In a similar case earlier this year, the European Commission fined Intel $1.45 billion, alleging illegal rebates to PC makers such as Dell and Hewlett-Packard. AMD also made analogous allegations in its case filed against Intel in June 2005 that is slated to come to trial in March 2010.
And this may not be the last major case filed against Intel that makes these allegations. The Federal Trade Commission is also expected bring charges against Intel, according to reports.
"It is the AMD case filed 4.5 years ago. It's the same case the EU brought.
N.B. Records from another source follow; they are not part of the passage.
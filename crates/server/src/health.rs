use std::sync::Arc;

use axum::{extract::State, http::StatusCode, routing::get, Json, Router};
use chrono::Utc;
use refbot_core::cooldown::CooldownCache;
use serde::Serialize;
use tracing::{error, info};

#[derive(Clone)]
pub struct HealthState {
    pub bot_user_id: String,
    pub cooldown: Arc<CooldownCache>,
    pub transport_mode: &'static str,
}

#[derive(Clone, Debug, PartialEq, Eq, Serialize)]
pub struct HealthResponse {
    pub status: &'static str,
    pub bot_user_id: String,
    pub transport_mode: &'static str,
    pub cooldown_entries: usize,
    pub checked_at: String,
}

pub fn router(state: HealthState) -> Router {
    Router::new().route("/health", get(health)).with_state(state)
}

pub async fn spawn(bind_address: &str, port: u16, state: HealthState) -> std::io::Result<()> {
    let address = format!("{bind_address}:{port}");
    let listener = tokio::net::TcpListener::bind(&address).await?;

    info!(
        event_name = "system.health.start",
        correlation_id = "bootstrap",
        bind_address = %address,
        "health endpoint started"
    );

    tokio::spawn(async move {
        if let Err(error) = axum::serve(listener, router(state)).await {
            error!(
                event_name = "system.health.error",
                correlation_id = "bootstrap",
                error = %error,
                "health endpoint server terminated unexpectedly"
            );
        }
    });

    Ok(())
}

pub async fn health(State(state): State<HealthState>) -> (StatusCode, Json<HealthResponse>) {
    let payload = HealthResponse {
        status: "ready",
        bot_user_id: state.bot_user_id.clone(),
        transport_mode: state.transport_mode,
        cooldown_entries: state.cooldown.len(),
        checked_at: Utc::now().to_rfc3339(),
    };
    (StatusCode::OK, Json(payload))
}
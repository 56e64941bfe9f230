use chrono::{DateTime, Utc};
use serde::{Deserialize, Serialize};

#[derive(Clone, Copy, Debug, Default, PartialEq, Eq, Serialize, Deserialize)]
pub struct DiffStats {
    pub additions: u64,
    pub deletions: u64,
    pub total: u64,
}

#[derive(Clone, Debug, PartialEq, Eq, Serialize, Deserialize)]
pub struct FileChange {
    pub filename: String,
    pub additions: u64,
    pub deletions: u64,
    pub changes: u64,
}

#[derive(Clone, Debug, PartialEq, Eq, Serialize, Deserialize)]
pub struct Commit {
    pub sha: String,
    pub author: String,
    pub date: DateTime<Utc>,
    pub message: String,
    pub stats: DiffStats,
    pub files: Vec<FileChange>,
    pub url: String,
}

impl Commit {
    pub fn short_sha(&self) -> &str {
        self.sha.get(..7).unwrap_or(&self.sha)
    }
}

#[cfg(test)]
mod tests {
    use chrono::{TimeZone, Utc};

    use super::{Commit, DiffStats};

    #[test]
    fn short_sha_tolerates_abbreviated_hashes() {
        let mut commit = Commit {
            sha: "6d1b695f3c0a".to_owned(),
            author: "Tim".to_owned(),
            date: Utc.with_ymd_and_hms(2018, 5, 1, 12, 0, 0).unwrap(),
            message: "Fix".to_owned(),
            stats: DiffStats::default(),
            files: Vec::new(),
            url: String::new(),
        };
        assert_eq!(commit.short_sha(), "6d1b695");

        commit.sha = "6d1b".to_owned();
        assert_eq!(commit.short_sha(), "6d1b");
    }
}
There's nothing significant or new here that hasn't been discovered," Intel spokesperson Chuck Mulloy said about Wednesday's complaint filed by the New York Attorney General. "Neither consumers--who have consistently benefited from lower prices and increased innovation--nor justice are being served by the decision to file this case now," Mulloy said.
Doling to Dell
The complaint singles out Dell as a large recipient of Intel's "largesse," echoing the 2005 AMD lawsuit. Quoting often graphic exchanges between Intel and Dell executives, the suit alleges that Intel gave Dell massive rebates totaling in the billions of dollars over a period of, at least, several years. Hewlett-Packard and IBM, among others, are also cited in the complaint, but Dell is the focus of some of the most egregious Intel behavior, as alleged by the attorney general.
"We use both Intel and AMD chips and we do provide customer choice," Dell spokesman David Frink said Wednesday. Dell used Intel processors exclusively until May of 2006, when it adopted AMD chips for the first time.
"In pure dollar terms, Dell was far and away the leader in receiving Intel's largess," the complaint alleges. "For example, over the four-year period from February 2002 to January 2007, it received approximately $6 billion in 'rebates.'"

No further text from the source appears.